» **WHAT NEEDS TO BE DONE**:
Your response should consist of the data that follows, repeated in full without alteration.

STUDY MATERIAL below:

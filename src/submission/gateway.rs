//! Submission gateway: persists a finished answer record as a lead.

use std::sync::Arc;

use chrono::{DateTime, Utc};
use serde::Serialize;
use serde_json::Value;
use tracing::{info, warn};
use uuid::Uuid;

use super::webhooks::WebhookNotifier;
use crate::error::SubmissionError;
use crate::funnel::record::AnswerRecord;
use crate::store::Database;

/// Identifier and timestamp of a stored lead.
#[derive(Debug, Clone, Copy, PartialEq, Eq, Serialize)]
#[serde(rename_all = "camelCase")]
pub struct LeadReceipt {
    pub id: Uuid,
    pub created_at: DateTime<Utc>,
}

/// Writes leads and triggers the webhook fan-out.
pub struct SubmissionGateway {
    db: Arc<dyn Database>,
    notifier: WebhookNotifier,
}

impl SubmissionGateway {
    pub fn new(db: Arc<dyn Database>, notifier: WebhookNotifier) -> Self {
        Self { db, notifier }
    }

    /// Store the sanitized record, then notify webhooks in the background.
    ///
    /// Only the lead write can fail the call. The fan-out runs on its own
    /// task after the write and its outcome never reaches the caller.
    pub async fn submit(&self, record: &AnswerRecord) -> Result<LeadReceipt, SubmissionError> {
        let fields = record.sanitized();
        let lead = self.db.insert_lead(&fields).await.inspect_err(|e| {
            warn!(session_id = %record.session_id(), error = %e, "Lead write failed");
        })?;

        info!(
            lead_id = %lead.id,
            session_id = %record.session_id(),
            fields = fields.len(),
            "Lead stored"
        );

        let db = Arc::clone(&self.db);
        let notifier = self.notifier.clone();
        let body = Value::Object(fields);
        tokio::spawn(async move {
            notifier.fan_out(db.as_ref(), &body).await;
        });

        Ok(LeadReceipt {
            id: lead.id,
            created_at: lead.created_at,
        })
    }
}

End of STUDY MATERIAL.

» **EXERCISE OUTPUT**:
filename src/submission/gateway.rs
//! Submission gateway: persists a finished answer record as a lead.

use std::sync::Arc;

use chrono::{DateTime, Utc};
use serde::Serialize;
use serde_json::Value;
use tracing::{info, warn};
use uuid::Uuid;

use super::webhooks::WebhookNotifier;
use crate::error::SubmissionError;
use crate::funnel::record::AnswerRecord;
use crate::store::Database;

/// Identifier and timestamp of a stored lead.
#[derive(Debug, Clone, Copy, PartialEq, Eq, Serialize)]
#[serde(rename_all = "camelCase")]
pub struct LeadReceipt {
    pub id: Uuid,
    pub created_at: DateTime<Utc>,
}

/// Writes leads and triggers the webhook fan-out.
pub struct SubmissionGateway {
    db: Arc<dyn Database>,
    notifier: WebhookNotifier,
}

impl SubmissionGateway {
    pub fn new(db: Arc<dyn Database>, notifier: WebhookNotifier) -> Self {
        Self { db, notifier }
    }

    /// Store the sanitized record, then notify webhooks in the background.
    ///
    /// Only the lead write can fail the call. The fan-out runs on its own
    /// task after the write and its outcome never reaches the caller.
    pub async fn submit(&self, record: &AnswerRecord) -> Result<LeadReceipt, SubmissionError> {
        let fields = record.sanitized();
        let lead = self.db.insert_lead(&fields).await.inspect_err(|e| {
            warn!(session_id = %record.session_id(), error = %e, "Lead write failed");
        })?;

        info!(
            lead_id = %lead.id,
            session_id = %record.session_id(),
            fields = fields.len(),
            "Lead stored"
        );

        let db = Arc::clone(&self.db);
        let notifier = self.notifier.clone();
        let body = Value::Object(fields);
        tokio::spawn(async move {
            notifier.fan_out(db.as_ref(), &body).await;
        });

        Ok(LeadReceipt {
            id: lead.id,
            created_at: lead.created_at,
        })
    }
}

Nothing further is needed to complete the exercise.